This guest blog post is part of our Stories Through Research Series: Learning from UofT Researchers on How Students are Impacted by COVID-19. Each post in this series highlights three UofT research projects helping us understand student experiences and challenges in these unprecedented times. Each spotlight includes a blog post and scheduled zoom session for individuals from all areas of the University to come together as we listen, learn, and share important elements that must be engaged through conversation. Learn more at uoft.me/storiesthroughresearch.
Centering SGM voices for inclusive models of care.
Project Team: Jessica Fields (UofT), James Gibb (UofT), Sarah Williams (UofT), Ali Greery (UofT), Leela McKinnon (UofT)
To get in touch with and meet the team, come to our live zoom session next week, August 27th.
By Terri-Lynn Langdon, Editor and Writer
Develop enough courage so that you can stand up for yourself and then stand up for somebody else.
– Maya Angelou
At the Innovation Hub we honor our commitment to design with and for students. This work intersects with a scope of communities, faculties, and voices to ensure that we can co-create a university that works for all. Recently the University of Toronto has addressed a commitment to anti-racism in solidarity with Black lives, communities, and spaces. Through conversations, protests, and movements we are experiencing a critical moment in time to end racialized violence. This is a centuries-long movement that must be joined, loved, and actively acknowledged.

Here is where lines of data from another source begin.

//! Boundary request and response shapes.

use chrono::{DateTime, Utc};
use serde::{Deserialize, Serialize};
use tempograph_core::{
    query::Transformation, CommunityId, EntityId, EpisodeContent, EpisodeId, Fact, GroupId,
};

use crate::error::EngineError;

/// Tenant metadata attached to a request. When present, its `tenant_id`
/// takes precedence over the request's top-level `tenant_id` field.
#[derive(Debug, Clone, Default, Serialize, Deserialize)]
pub struct TenantContext {
    pub tenant_id: Option<String>,
    pub tenant_name: Option<String>,
    #[serde(default)]
    pub tenant_address: Option<String>,
}

/// Customer metadata used as an extraction and enhancement hint. Never a
/// partition key.
#[derive(Debug, Clone, Default, Serialize, Deserialize)]
pub struct CustomerContext {
    pub customer_id: Option<String>,
    pub customer_name: Option<String>,
    #[serde(default)]
    pub customer_address: Option<String>,
}

/// Pick the partition id for a request.
///
/// Precedence: `tenant_context.tenant_id`, then the top-level `tenant_id`.
/// A request with neither is rejected before any store access.
pub fn resolve_group_id(
    tenant_id: Option<&str>,
    tenant_context: Option<&TenantContext>,
) -> Result<GroupId, EngineError> {
    if let Some(id) = tenant_context
        .and_then(|tc| tc.tenant_id.as_deref())
        .filter(|id| !id.trim().is_empty())
    {
        return Ok(id.to_string());
    }
    tenant_id
        .filter(|id| !id.trim().is_empty())
        .map(str::to_string)
        .ok_or(EngineError::MissingTenant)
}

/// One unit of data to ingest. Schema-less: `data` is plain text or any
/// JSON value.
#[derive(Debug, Clone, Serialize, Deserialize)]
pub struct IngestRequest {
    #[serde(alias = "content")]
    pub data: EpisodeContent,
    /// Free-text context stored on the episode.
    #[serde(default)]
    pub context: Option<String>,
    /// Event time of the described events; defaults to ingestion time.
    #[serde(default, alias = "valid_at")]
    pub reference_time: Option<DateTime<Utc>>,
    #[serde(default)]
    pub tenant_id: Option<String>,
    #[serde(default)]
    pub tenant_context: Option<TenantContext>,
    #[serde(default)]
    pub customer_context: Option<CustomerContext>,
}

/// Outcome of one ingestion. `warning` is set when the episode was stored
/// but extraction failed; nothing was lost and the episode can be
/// re-processed later.
#[derive(Debug, Clone, Serialize, Deserialize)]
pub struct IngestResponse {
    pub episode_id: EpisodeId,
    pub group_id: GroupId,
    pub entities_created: usize,
    pub entities_merged: usize,
    pub facts_created: usize,
    pub facts_duplicated: usize,
    pub facts_superseded: usize,
    #[serde(skip_serializing_if = "Option::is_none")]
    pub warning: Option<String>,
}

/// A search over one partition.
#[derive(Debug, Clone, Serialize, Deserialize)]
pub struct SearchRequest {
    pub query: String,
    /// Result cap; the configured default applies when absent.
    #[serde(default)]
    pub num_results: Option<usize>,
    #[serde(default)]
    pub tenant_id: Option<String>,
    #[serde(default)]
    pub tenant_context: Option<TenantContext>,
    #[serde(default)]
    pub customer_context: Option<CustomerContext>,
    /// Caller override for strategy selection; `None` auto-detects.
    #[serde(default)]
    pub use_entity_filter: Option<bool>,
    /// Whether to run language-model query enhancement.
    #[serde(default)]
    pub enhance_query: bool,
    /// Record-time snapshot; `None` searches the current view.
    #[serde(default)]
    pub as_of: Option<DateTime<Utc>>,
}

/// One ranked fact with its component scores and resolved endpoint names.
#[derive(Debug, Clone, Serialize, Deserialize)]
pub struct SearchResult {
    pub fact: Fact,
    pub source_name: String,
    pub target_name: String,
    pub score: f32,
    pub semantic_score: f32,
    pub lexical_score: f32,
    pub graph_score: f32,
}

#[derive(Debug, Clone, Serialize, Deserialize)]
pub struct SearchResponse {
    pub results: Vec<SearchResult>,
    /// How the query was transformed and which strategy ran.
    pub transformation: Transformation,
    pub group_id: GroupId,
    /// True when embedding failed and ranking ran without the semantic
    /// component.
    pub degraded: bool,
}

/// Report of one community build.
#[derive(Debug, Clone, Serialize, Deserialize)]
pub struct CommunityBuildReport {
    pub group_id: GroupId,
    pub community_count: usize,
    pub entities_clustered: usize,
    pub community_ids: Vec<CommunityId>,
    pub built_at: DateTime<Utc>,
}

/// Outcome of a community build request. The two non-`Built` variants are
/// statuses, not failures: the caller retries later or ingests more data.
#[derive(Debug, Clone, Serialize, Deserialize)]
#[serde(tag = "status", rename_all = "snake_case")]
pub enum BuildOutcome {
    /// The build completed and replaced the partition's community set.
    Built(CommunityBuildReport),
    /// Too few entities for a meaningful build; nothing was written.
    InsufficientData { entity_count: usize, required: usize },
    /// Another build already holds this partition; retry later.
    InProgress,
}

impl BuildOutcome {
    /// The completed report, if the build ran.
    pub fn report(&self) -> Option<&CommunityBuildReport> {
        match self {
            BuildOutcome::Built(report) => Some(report),
            _ => None,
        }
    }
}

/// Per-candidate anchor for the graph component of ranking.
pub(crate) fn endpoint_boost(
    boosts: &std::collections::HashMap<EntityId, f32>,
    fact: &Fact,
) -> f32 {
    let s = boosts.get(&fact.source).copied().unwrap_or(0.0);
    let t = boosts.get(&fact.target).copied().unwrap_or(0.0);
    s.max(t)
}

#[cfg(test)]
mod tests {
    use super::*;

    #[test]
    fn test_tenant_context_takes_precedence() {
        let tc = TenantContext {
            tenant_id: Some("from_context".into()),
            tenant_name: None,
            tenant_address: None,
        };
        let group = resolve_group_id(Some("from_field"), Some(&tc)).unwrap();
        assert_eq!(group, "from_context");
    }

    #[test]
    fn test_falls_back_to_top_level_tenant_id() {
        let tc = TenantContext::default();
        assert_eq!(resolve_group_id(Some("t1"), Some(&tc)).unwrap(), "t1");
        assert_eq!(resolve_group_id(Some("t1"), None).unwrap(), "t1");
    }

    #[test]
    fn test_missing_tenant_rejected() {
        assert!(matches!(
            resolve_group_id(None, None),
            Err(EngineError::MissingTenant)
        ));
        let blank = TenantContext {
            tenant_id: Some("  ".into()),
            tenant_name: None,
            tenant_address: None,
        };
        assert!(matches!(
            resolve_group_id(None, Some(&blank)),
            Err(EngineError::MissingTenant)
        ));
    }

    #[test]
    fn test_ingest_request_accepts_documented_shape() {
        let req: IngestRequest = serde_json::from_str(
            r#"{
                "data": "Alice joined Acme as CTO on 2024-01-10",
                "reference_time": "2024-01-10T09:00:00Z",
                "tenant_id": "T1",
                "tenant_context": {"tenant_id": "T1", "tenant_address": "1 Main St"},
                "customer_context": {"customer_name": "John Anderson"}
            }"#,
        )
        .unwrap();
        assert_eq!(req.data, EpisodeContent::Text("Alice joined Acme as CTO on 2024-01-10".into()));
        assert!(req.reference_time.is_some());
        assert_eq!(
            req.tenant_context.unwrap().tenant_address.as_deref(),
            Some("1 Main St")
        );

        // structured payloads need no envelope
        let json: IngestRequest = serde_json::from_str(
            r#"{"data": {"name": "Alice", "role": "CTO"}, "tenant_id": "T1"}"#,
        )
        .unwrap();
        assert_eq!(json.data.kind(), "json");
    }

    #[test]
    fn test_build_outcome_serializes_as_status() {
        let json = serde_json::to_string(&BuildOutcome::InProgress).unwrap();
        assert_eq!(json, r#"{"status":"in_progress"}"#);
        let json = serde_json::to_string(&BuildOutcome::InsufficientData {
            entity_count: 6,
            required: 20,
        })
        .unwrap();
        assert!(json.contains(r#""status":"insufficient_data""#));
    }

    #[test]
    fn test_search_request_deserializes_with_defaults() {
        let req: SearchRequest =
            serde_json::from_str(r#"{"query": "who is Alice", "tenant_id": "t1"}"#).unwrap();
        assert!(req.use_entity_filter.is_none());
        assert!(!req.enhance_query);
        assert!(req.as_of.is_none());
        assert!(req.num_results.is_none());
    }
}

In these conversations we have also recognized that it’s important to name racism and support anti-racist efforts. Compounded by the reality of COVID-19, many Black communities are disproportionately impacted by racism in education, health care, and law enforcement. These experiences are present in many spaces we are a part of – in Canada and beyond. We must continue to acknowledge and address by resisting these types of discrimination in the foundations of the work we do.